Пока он кружит взад и вперед по комнате, все задуманное проясняется до мелочей. Лишь тогда садится он за крохотный стол, о котором так прочувствованно написал потом:
«…Занятый направо чернильным пузырьком стоимостью в грош, мой письменный стол дает мне достаточно места для работы пером. Люблю я этот столик… Его легко переставлять куда надо: ближе к окну, если пасмурно, подальше от света, когда солнце чересчур палит, а зимой — подвинуть к печи, в которой горят дрова. Вот уже полвека я верен тебе, маленький столик из орехового дерева. Весь в чернильных пятнах, изрезанный перочинным ножом, ты служишь для моих литературных работ, как в прошлом служил для решения математических уравнений. Ты равнодушно отнесся к смене моих занятий. Твоя терпеливая спина одинаково подставляет себя для формул алгебры и формул мысли. Смена занятий не принесла мне душевного покоя. Отшлифовка мыслей изнуряет ум еще больше, чем охота за корнями уравнений… Один из твоих углов обломался, доски расходятся. В глубине твоей время от времени слышится царапанье жука точильщика, живущего где-то в старом дереве… Он здесь не один. Теперь уже много насекомых живет в твоих досках. Я пишу под их шорох и шелест. Можно ли себе представить лучшее место для работы над энтомологическими воспоминаниями?
Что будет с тобой, когда не станет твоего хозяина? Продадут ли тебя на аукционе, когда пойдут с молотка все эти жалкие пожитки? Или домашние все-таки сберегут тебя, сказав: пусть сохранится как память!»

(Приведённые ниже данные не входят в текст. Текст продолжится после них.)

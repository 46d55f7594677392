//! # Plane-Bounded Volume
//!
//! A convex region stored as the intersection of half-spaces. Each plane
//! keeps the points on its back side; the region is their conjunction.
//!
//! ## Capacity
//!
//! A volume is created with a fixed plane capacity. [`PbVolume::push`]
//! fails once it is reached, and [`PbVolume::set_intersection`] of volumes
//! with capacities `N1` and `N2` has capacity `N1 + N2`.
//!
//! ## Example
//!
//! ```rust
//! use polyhedron_kernel::{PbVolume, Plane, Vec3};
//!
//! let mut slab = PbVolume::with_capacity(2);
//! slab.push(Plane::new(Vec3::Z, -1.0)).unwrap(); // z <= 1
//! slab.push(Plane::new(Vec3::NEG_Z, -1.0)).unwrap(); // z >= -1
//! assert!(slab.contains(Vec3::new(100.0, -5.0, 0.5)));
//! assert!(slab.push(Plane::new(Vec3::X, 0.0)).is_err());
//! ```

mod adapters;
mod materialize;
mod weld;

pub use adapters::ToPbVolume;

use config::constants::DISTANCE_TOLERANCE;
use serde::{Deserialize, Serialize};

use crate::config::KernelConfig;
use crate::core::vec3::Vec3;
use crate::error::{GeometryError, GeometryResult};
use crate::polyhedron::Polyhedron;
use crate::primitives::{Aabb, Obb, Plane, Sphere};

// =============================================================================
// CULL RESULT
// =============================================================================

/// Placement of a bounded shape relative to a volume.
#[derive(Debug, Clone, Copy, PartialEq, Eq)]
pub enum CullResult {
    /// Entirely in front of at least one plane.
    Outside,
    /// Entirely behind every plane.
    Inside,
    /// Neither; the shape may still miss the region near its corners.
    Intersecting,
}

// =============================================================================
// PB VOLUME
// =============================================================================

/// Ordered list of bounding planes with a fixed capacity.
#[derive(Debug, Clone, PartialEq, Serialize, Deserialize)]
#[serde(try_from = "PbVolumeParts", into = "PbVolumeParts")]
pub struct PbVolume {
    planes: Vec<Plane>,
    capacity: usize,
}

#[derive(Serialize, Deserialize)]
struct PbVolumeParts {
    planes: Vec<Plane>,
    capacity: usize,
}

impl TryFrom<PbVolumeParts> for PbVolume {
    type Error = GeometryError;

    fn try_from(parts: PbVolumeParts) -> GeometryResult<Self> {
        if parts.planes.len() > parts.capacity {
            return Err(GeometryError::CapacityExceeded {
                capacity: parts.capacity,
            });
        }
        Ok(Self {
            planes: parts.planes,
            capacity: parts.capacity,
        })
    }
}

impl From<PbVolume> for PbVolumeParts {
    fn from(volume: PbVolume) -> Self {
        Self {
            planes: volume.planes,
            capacity: volume.capacity,
        }
    }
}

impl PbVolume {
    /// Creates an empty volume (all of space) holding up to `capacity` planes.
    pub fn with_capacity(capacity: usize) -> Self {
        Self {
            planes: Vec::with_capacity(capacity),
            capacity,
        }
    }

    /// Creates a full volume from `planes`; capacity equals their count.
    pub fn from_planes(planes: Vec<Plane>) -> Self {
        let capacity = planes.len();
        Self { planes, capacity }
    }

    /// Appends a bounding plane.
    ///
    /// # Errors
    ///
    /// [`GeometryError::CapacityExceeded`] when the volume is full.
    pub fn push(&mut self, plane: Plane) -> GeometryResult<()> {
        if self.planes.len() >= self.capacity {
            return Err(GeometryError::CapacityExceeded {
                capacity: self.capacity,
            });
        }
        self.planes.push(plane);
        Ok(())
    }

    /// Bounding planes in insertion order.
    #[inline]
    pub fn planes(&self) -> &[Plane] {
        &self.planes
    }

    /// Number of planes held.
    #[inline]
    pub fn len(&self) -> usize {
        self.planes.len()
    }

    /// Maximum number of planes.
    #[inline]
    pub fn capacity(&self) -> usize {
        self.capacity
    }

    /// Returns true if no plane has been added.
    #[inline]
    pub fn is_empty(&self) -> bool {
        self.planes.is_empty()
    }

    /// Returns true if `point` is behind every plane.
    pub fn contains(&self, point: Vec3) -> bool {
        self.contains_with(point, DISTANCE_TOLERANCE)
    }

    /// Containment with an explicit tolerance.
    pub fn contains_with(&self, point: Vec3, tolerance: f64) -> bool {
        self.planes.iter().all(|p| p.is_inside_with(point, tolerance))
    }

    /// Region inside both volumes: the planes of `self` followed by those
    /// of `other`, without deduplication.
    pub fn set_intersection(&self, other: &PbVolume) -> PbVolume {
        let mut planes = Vec::with_capacity(self.capacity + other.capacity);
        planes.extend_from_slice(&self.planes);
        planes.extend_from_slice(&other.planes);
        PbVolume {
            planes,
            capacity: self.capacity + other.capacity,
        }
    }

    /// Explicit boundary mesh of the region with default tolerances.
    pub fn to_polyhedron(&self) -> Polyhedron {
        self.to_polyhedron_with(&KernelConfig::default())
    }

    /// Explicit boundary mesh of the region.
    ///
    /// One face per contributing plane, in plane order. An empty region
    /// yields the null polyhedron and an unbounded one an open mesh.
    pub fn to_polyhedron_with(&self, config: &KernelConfig) -> Polyhedron {
        materialize::materialize(&self.planes, config)
    }

    // =========================================================================
    // CULLING
    // =========================================================================

    /// Conservative placement of an axis-aligned box.
    pub fn classify_aabb(&self, aabb: &Aabb) -> CullResult {
        let center = aabb.center();
        let h = aabb.half_extents();
        self.classify_by_radius(center, |n| n.abs().dot(h))
    }

    /// Conservative placement of an oriented box.
    pub fn classify_obb(&self, obb: &Obb) -> CullResult {
        self.classify_by_radius(obb.center, |n| {
            obb.axes
                .iter()
                .zip(obb.half_extents.to_array())
                .map(|(axis, h)| n.dot(*axis).abs() * h)
                .sum::<f64>()
        })
    }

    /// Conservative placement of a sphere.
    pub fn classify_sphere(&self, sphere: &Sphere) -> CullResult {
        self.classify_by_radius(sphere.center, |_| sphere.radius)
    }

    /// Classify a shape given its center and its extent along a plane normal.
    fn classify_by_radius(&self, center: Vec3, radius: impl Fn(Vec3) -> f64) -> CullResult {
        let mut intersecting = false;
        for plane in &self.planes {
            let d = plane.signed_distance(center);
            let r = radius(plane.normal);
            if d - r > DISTANCE_TOLERANCE {
                return CullResult::Outside;
            }
            if d + r > DISTANCE_TOLERANCE {
                intersecting = true;
            }
        }
        if intersecting {
            CullResult::Intersecting
        } else {
            CullResult::Inside
        }
    }
}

Так оно и получилось. После того, как Гармас стал филиалом Национального музея естественной истории — это один из главных центров биологической мысли во Франции, — здесь все сохраняется, как при Фабре. Столик с чернильницей стоимостью в грош и ручкой такой же стоимости стоит на старом месте, но только теперь столик прикрыт прозрачным целлофановым чехлом, под ним раскрытая рукопись. Чернила выцвели, и прочитать выставленные на обозрение строки уже невозможно, хотя тот, кто писал их, «окунал перо не только в чернильницу, но и в душу».
Однако в те годы рукописи не оставлялись на столике. Фабр относил их на суд друзей. Им же первым читал стихи и басни. И Гиг, и Шаррас знали и чувствовали поэзию. Шаррас — ревностный фелибр, деятельно работал в школе фелибров Ванту, почетным председателем которой был избран Фабр.
Друзья смотрят рисунки Фабра, слушают его стихи и музыку. В этом глухом углу в искусствах приходится довольствоваться натуральным хозяйством. Отшельник из Гармаса создает портретную галерею грибов Прованса. Среди старой мебели — она никогда не была модной — стоит подержанная фисгармония, и Фабр исполняет на ней собственные сочинения. Никогда не учившись этому искусству, он освоил законы гармонии и ноты пишет, как рисует акварелью, — по-своему.
Когда сборник музыкальных произведений Фабра попал в руки выдающегося знатока французской музыки Д. Б. Кабалевского, композитор целый вечер просидел у рояля, с интересом проигрывая мелодии, родившиеся под небом Прованса. Вероятно, в тот вечер в России впервые звучали эти пьесы, в которых слышится то традиционное многоголосье, идущее, может быть, еще от воспоминаний мальчишки — церковного статиста из Родеза, слушавшего Баха, — то народная французская песня, то неожиданный отголосок протяжной русской, которую не Фавье ли занес из-под Севастополя в Сериньян? Но в этой музыке полнее всего отражается индивидуальность автора, его попытки передать мелодии, голоса и ритмы самой природы: щебет птиц, шаг копытных, прыжки кролика, стрекотание кузнечиков, гудение жуков, шелест стеблей, колеблемых крыльями стрекозы… Фабр чутко слышит то, что совсем не занимает других.